Sunday, July 27, 2014

It's fire season here.

On my way home from work last week, I noticed this fire up in the foothills east of town. I pulled off the road and took a picture with the cell phone.  Up in that country, there are many homes nestled among the hills and oak trees, which is a beautiful way to live, but they are quite vulnerable to this kind of fire.
Sure enough, the fire was big enough to get a name, the Sand Fire, and caused a significant number of folk to have to abandon their homes and flee.
   "A wildfire forced the evacuation of more than 500 homes and about 1,200 residents in a rural area east of the California state capital Sacramento on Saturday, a day after the blaze broke out, fire officials said."
"The wind-swept fire burned more than 3,000 acres, destroying five residences and two outbuildings and causing one minor injury."

This guy as least has most of the house away from trees, but still, that's a lot of grass right up to the house.  Many homes in this area are deep in the oaks and bull pines, which makes their survival in a fire such as this uncertain.

Here is the Cal Fire page on the Sand Fire.   Looks like ten homes burnt for now.

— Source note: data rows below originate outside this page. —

//! Signup form state, independent of any UI toolkit.
//!
//! A frontend feeds keystrokes and focus changes into [`SignupForm`] and
//! renders from its fields; the server re-checks the same
//! [`PasswordRequirements`] when the request arrives.

use serde::{Deserialize, Serialize};

use crate::SignupRequest;

/// Minimum password length, counted in Unicode scalar values. Characters
/// outside the BMP (e.g. emoji) count once, not as two UTF-16 units.
pub const MIN_PASSWORD_LEN: usize = 8;

/// Characters that satisfy the special-character requirement.
pub const SPECIAL_CHARACTERS: &str = "!@#$%^&*()_+-=[]{};':\"\\|,.<>/?";

/// A single password rule shown under the password field.
#[derive(Debug, Clone, Copy, PartialEq, Eq)]
pub enum PasswordRequirement {
    CharacterLength,
    UppercaseCharacter,
    SpecialCharacter,
}

impl PasswordRequirement {
    pub const ALL: [PasswordRequirement; 3] = [
        Self::CharacterLength,
        Self::UppercaseCharacter,
        Self::SpecialCharacter,
    ];

    /// User-facing description of the rule.
    pub fn message(&self) -> &'static str {
        match self {
            Self::CharacterLength => "Needs to be at least 8 characters",
            Self::UppercaseCharacter => "Needs to have one upper-case character",
            Self::SpecialCharacter => "Needs to have one special character - e.g. !@#$%",
        }
    }
}

/// Which password rules the current password satisfies.
#[derive(Debug, Clone, Copy, Default, PartialEq, Eq, Serialize, Deserialize)]
#[cfg_attr(feature = "ts", derive(ts_rs::TS))]
#[cfg_attr(feature = "ts", ts(export))]
pub struct PasswordRequirements {
    pub special_character: bool,
    pub character_length: bool,
    pub uppercase_character: bool,
}

impl PasswordRequirements {
    pub fn check(password: &str) -> Self {
        Self {
            special_character: password.chars().any(|c| SPECIAL_CHARACTERS.contains(c)),
            character_length: password.chars().count() >= MIN_PASSWORD_LEN,
            uppercase_character: password.chars().any(|c| c.is_ascii_uppercase()),
        }
    }

    pub fn is_met(&self) -> bool {
        self.unmet().is_empty()
    }

    pub fn satisfies(&self, requirement: PasswordRequirement) -> bool {
        match requirement {
            PasswordRequirement::CharacterLength => self.character_length,
            PasswordRequirement::UppercaseCharacter => self.uppercase_character,
            PasswordRequirement::SpecialCharacter => self.special_character,
        }
    }

    /// Unmet rules, in display order.
    pub fn unmet(&self) -> Vec<PasswordRequirement> {
        PasswordRequirement::ALL
            .into_iter()
            .filter(|r| !self.satisfies(*r))
            .collect()
    }
}

/// Why [`SignupForm::submit`] refused to produce a request.
#[derive(Debug, Clone, PartialEq, Eq, thiserror::Error)]
pub enum SignupFormError {
    #[error("signup already submitted")]
    AlreadySubmitted,
    #[error("username is required")]
    MissingUsername,
    #[error("display name is required")]
    MissingDisplayName,
    #[error("password does not meet the requirements")]
    InvalidPassword,
}

/// State of the signup page.
#[derive(Debug, Clone, Default)]
pub struct SignupForm {
    pub username: String,
    pub display_name: String,
    pub password: String,
    pub error: Option<String>,
    pub submitted: bool,
    pub successful_signup: bool,
    pub show_password_requirements: bool,
    pub password_requirements: PasswordRequirements,
    /// `None` until the password field is first edited.
    pub valid_password: Option<bool>,
}

impl SignupForm {
    pub fn new() -> Self {
        Self::default()
    }

    pub fn set_username(&mut self, username: impl Into<String>) {
        self.username = username.into();
    }

    pub fn set_display_name(&mut self, display_name: impl Into<String>) {
        self.display_name = display_name.into();
    }

    /// Record a password edit and re-evaluate every requirement.
    pub fn set_password(&mut self, password: impl Into<String>) {
        self.password = password.into();
        self.password_requirements = PasswordRequirements::check(&self.password);
        self.valid_password = Some(self.password_requirements.is_met());
    }

    /// The requirement list is only visible while the password field has focus.
    pub fn focus_password(&mut self, focused: bool) {
        self.show_password_requirements = focused;
    }

    pub fn can_submit(&self) -> bool {
        self.check_submittable().is_ok()
    }

    fn check_submittable(&self) -> Result<(), SignupFormError> {
        if self.submitted {
            return Err(SignupFormError::AlreadySubmitted);
        }
        if self.valid_password != Some(true) {
            return Err(SignupFormError::InvalidPassword);
        }
        if self.display_name.is_empty() {
            return Err(SignupFormError::MissingDisplayName);
        }
        if self.username.is_empty() {
            return Err(SignupFormError::MissingUsername);
        }
        Ok(())
    }

    /// Produce the request body and lock the form until the server answers.
    pub fn submit(&mut self) -> Result<SignupRequest, SignupFormError> {
        self.check_submittable()?;
        self.submitted = true;
        self.error = None;
        Ok(SignupRequest {
            username: self.username.clone(),
            display_name: self.display_name.clone(),
            password: self.password.clone(),
            device_name: None,
        })
    }

    /// The server rejected the signup: show the error and allow a retry.
    pub fn fail(&mut self, error: impl Into<String>) {
        self.error = Some(error.into());
        self.submitted = false;
    }

    pub fn succeed(&mut self) {
        self.successful_signup = true;
    }
}

#[cfg(test)]
mod tests {
    use super::*;

    #[test]
    fn requirements_track_each_rule() {
        let r = PasswordRequirements::check("abc");
        assert!(!r.character_length && !r.uppercase_character && !r.special_character);

        let r = PasswordRequirements::check("abcdefgh");
        assert!(r.character_length);
        assert_eq!(
            r.unmet(),
            vec![
                PasswordRequirement::UppercaseCharacter,
                PasswordRequirement::SpecialCharacter
            ]
        );

        let r = PasswordRequirements::check("Abcdefg!");
        assert!(r.is_met());
    }

    #[test]
    fn special_characters_match_the_form() {
        for c in ['!', '@', '#', '$', '%', '^', '[', ']', '\\', '/', '?', '"', '\''] {
            let pw = format!("Abcdefgh{c}");
            assert!(
                PasswordRequirements::check(&pw).special_character,
                "{c} should count as special"
            );
        }
        assert!(!PasswordRequirements::check("Abcdefgh~").special_character);
        assert!(!PasswordRequirements::check("Abcdefgh ").special_character);
    }

    #[test]
    fn length_counts_characters_not_bytes() {
        assert!(!PasswordRequirements::check("Ää!ää").character_length);
        assert!(PasswordRequirements::check("Ää!äääää").character_length);
        // Four emoji are eight UTF-16 units but only seven characters here.
        assert!(!PasswordRequirements::check("A!😀😀😀😀a").character_length);
    }

    #[test]
    fn valid_password_is_unset_until_first_edit() {
        let mut form = SignupForm::new();
        assert_eq!(form.valid_password, None);
        form.set_password("short");
        assert_eq!(form.valid_password, Some(false));
        form.set_password("LongEnough!");
        assert_eq!(form.valid_password, Some(true));
        form.set_password("longenough!");
        assert_eq!(form.valid_password, Some(false));
        assert!(!form.password_requirements.uppercase_character);
    }

    #[test]
    fn submit_requires_every_field() {
        let mut form = SignupForm::new();
        assert_eq!(form.submit(), Err(SignupFormError::InvalidPassword));

        form.set_password("Secret!pw");
        assert_eq!(form.submit(), Err(SignupFormError::MissingDisplayName));

        form.set_display_name("Alice");
        assert_eq!(form.submit(), Err(SignupFormError::MissingUsername));

        form.set_username("alice");
        assert!(form.can_submit());
        let req = form.submit().unwrap();
        assert_eq!(req.username, "alice");
        assert_eq!(req.display_name, "Alice");
        assert_eq!(req.password, "Secret!pw");

        assert!(form.submitted);
        assert_eq!(form.submit(), Err(SignupFormError::AlreadySubmitted));
    }

    #[test]
    fn failure_reenables_submit() {
        let mut form = SignupForm::new();
        form.set_username("alice");
        form.set_display_name("Alice");
        form.set_password("Secret!pw");
        form.submit().unwrap();

        form.fail("username already taken");
        assert_eq!(form.error.as_deref(), Some("username already taken"));
        assert!(form.can_submit());

        form.submit().unwrap();
        assert_eq!(form.error, None);
        form.succeed();
        assert!(form.successful_signup);
    }

    #[test]
    fn focus_toggles_requirement_visibility() {
        let mut form = SignupForm::new();
        form.focus_password(true);
        assert!(form.show_password_requirements);
        form.focus_password(false);
        assert!(!form.show_password_requirements);
    }
}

Meanwhile, up in Yosemite, yet another foothill fire is filling the park with smoke.  Talk about sauce for global warming!
























3 comments:

  1. The wife and I drove up to a friends house for dinner last night. They live just a few miles north of the Sand Fire, in the same dry, oak wooded terrain, on top of a ridge, at the end of a two mile, one lane dead end road. Looking south at that smoke gives one an eerie feeling.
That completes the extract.